Kirkus Reviews QR Code
THE IMPOSSIBLE BOMB by Gareth Williams

THE IMPOSSIBLE BOMB

The Hidden History of British Scientists and the Race To Create an Atomic Weapon

by Gareth Williams

Pub Date: Sept. 2nd, 2025
ISBN: 9780300284881
Publisher: Yale Univ.

Many people know about the Manhattan Project; fewer have heard of Tube Alloys.

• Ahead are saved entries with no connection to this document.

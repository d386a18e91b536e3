use axum::{extract::State, response::Json};

use crate::{
    services::dashboard::{ArchiveResult, DashboardStats},
    ApiResponse, ApiResult, AppState,
};

#[utoipa::path(
    get,
    path = "/dashboard/stats",
    summary = "Dashboard statistics",
    description = "Revenue and transaction count over PAID orders, live kitchen counts, top sellers and recent orders",
    responses(
        (status = 200, description = "Statistics computed", body = ApiResponse<DashboardStats>),
        (status = 500, description = "Internal server error", body = crate::errors::ErrorResponse),
    ),
    tag = "dashboard"
)]
pub async fn get_stats(State(state): State<AppState>) -> ApiResult<DashboardStats> {
    let stats = state.services.dashboard.stats().await?;
    Ok(Json(ApiResponse::success(stats)))
}

#[utoipa::path(
    post,
    path = "/dashboard/archive",
    summary = "Archive daily sales",
    description = "Moves every non-archived order to ARCHIVED and resets ticket numbering",
    responses(
        (status = 200, description = "Archive completed", body = ApiResponse<ArchiveResult>),
        (status = 500, description = "Internal server error", body = crate::errors::ErrorResponse),
    ),
    tag = "dashboard"
)]
pub async fn archive_daily_sales(State(state): State<AppState>) -> ApiResult<ArchiveResult> {
    let result = state.services.dashboard.archive_daily_sales().await?;
    Ok(Json(ApiResponse::success(result)))
}
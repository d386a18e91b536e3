use serde::{Deserialize, Serialize};
use strum::{Display, EnumIter, EnumString};
use utoipa::ToSchema;

use crate::errors::ServiceError;

/// Order lifecycle states, stored as uppercase strings.
///
/// PENDING -> READY -> SERVED -> PAID is the normal service flow;
/// ARCHIVED is the end-of-day terminal state and is reachable from
/// every other state.
#[derive(
    Debug,
    Clone,
    Copy,
    PartialEq,
    Eq,
    Serialize,
    Deserialize,
    Display,
    EnumString,
    EnumIter,
    ToSchema,
)]
#[strum(serialize_all = "UPPERCASE")]
#[serde(rename_all = "UPPERCASE")]
pub enum OrderStatus {
    Pending,
    Ready,
    Served,
    Paid,
    Archived,
}

impl OrderStatus {
    /// Terminal states drop an order out of the active work queue.
    pub fn is_terminal(self) -> bool {
        matches!(self, OrderStatus::Paid | OrderStatus::Archived)
    }

    /// Returns true if `self -> next` is a legal transition.
    pub fn can_transition_to(self, next: OrderStatus) -> bool {
        use OrderStatus::*;
        match (self, next) {
            (_, Archived) => true,
            (Pending, Ready) => true,
            (Ready, Served) => true,
            (Served, Paid) => true,
            _ => false,
        }
    }

    /// Parses a status string, mapping unknown values to a 400-class error.
    pub fn parse(raw: &str) -> Result<Self, ServiceError> {
        raw.parse::<OrderStatus>()
            .map_err(|_| ServiceError::InvalidStatus(format!("Unknown order status: {raw}")))
    }
}

/// Validates a status transition, returning the error surfaced to clients
/// when the step is not part of the lifecycle.
pub fn check_transition(from: OrderStatus, to: OrderStatus) -> Result<(), ServiceError> {
    if from.can_transition_to(to) {
        Ok(())
    } else {
        Err(ServiceError::InvalidStatus(format!(
            "Cannot transition from status '{from}' to '{to}'"
        )))
    }
}

#[cfg(test)]
mod tests {
    use super::*;
    use strum::IntoEnumIterator;

    #[test]
    fn normal_service_flow_is_accepted() {
        use OrderStatus::*;
        assert!(Pending.can_transition_to(Ready));
        assert!(Ready.can_transition_to(Served));
        assert!(Served.can_transition_to(Paid));
    }

    #[test]
    fn every_state_can_archive() {
        for status in OrderStatus::iter() {
            assert!(
                status.can_transition_to(OrderStatus::Archived),
                "{status} should be archivable"
            );
        }
    }

    #[test]
    fn backward_and_skipping_transitions_are_rejected() {
        use OrderStatus::*;
        assert!(!Paid.can_transition_to(Pending));
        assert!(!Ready.can_transition_to(Pending));
        assert!(!Pending.can_transition_to(Served));
        assert!(!Pending.can_transition_to(Paid));
        assert!(!Served.can_transition_to(Ready));
        assert!(!Archived.can_transition_to(Paid));
    }

    #[test]
    fn statuses_round_trip_as_uppercase_strings() {
        assert_eq!(OrderStatus::Pending.to_string(), "PENDING");
        assert_eq!(OrderStatus::parse("READY").unwrap(), OrderStatus::Ready);
        assert_eq!(
            OrderStatus::parse("ARCHIVED").unwrap(),
            OrderStatus::Archived
        );
        assert!(OrderStatus::parse("SHIPPED").is_err());
    }

    #[test]
    fn terminal_states_leave_the_work_queue() {
        assert!(!OrderStatus::Pending.is_terminal());
        assert!(!OrderStatus::Ready.is_terminal());
        assert!(!OrderStatus::Served.is_terminal());
        assert!(OrderStatus::Paid.is_terminal());
        assert!(OrderStatus::Archived.is_terminal());
    }
}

In September 1939, Albert Einstein and Leo Szilard wrote a letter to President Roosevelt asking for “watchfulness and, if necessary, quick action” in response to new research on the fission of uranium that could lead to an atomic weapon. A few months later, without knowledge of that letter, Otto Frisch and Rudi Peierls, two scientists working in England, wrote a memorandum to British government officials detailing scientific advances that could make a uranium-235 “superbomb.” As English scholar Williams writes in this study of British scientists who took part in the making of the atomic bomb, each of those missives began separate secret quests to make an impossible weapon possible. They were, of course, ultimately successful, despite the ups and downs and sticking points, both technical and political, detailed in this engrossing story. Groundbreaking discoveries in physics ran parallel to the advances of Adolf Hitler and the Third Reich, and by the end of the 1930s, Nazi advances in France, Poland, Denmark, and elsewhere had driven scientists to flee to England, many of them physicists highly motived to put their research toward ending the war. The U.S. had not yet entered the war, but their scientists were beginning similar efforts. The two research entities—the Manhattan Project in the U.S. and the Tube Alloys program in England—managed to join forces despite political machinations and ego-driven resistance from Roosevelt and Winston Churchill, each of whom wanted his own country to claim ownership of the bomb. Once the leaders realized that neither side could complete the effort on its own, they signed a secret agreement in August 1943; by December, 60 British scientists joined their American colleagues at Los Alamos and Berkeley, and work on the bomb began in earnest. Williams’ book impeccably documents those events, with an excellent selection of photos, timelines, and maps, along with a handy reference list featuring key players.

A significant and captivating contribution to the history of science, politics, and warfare.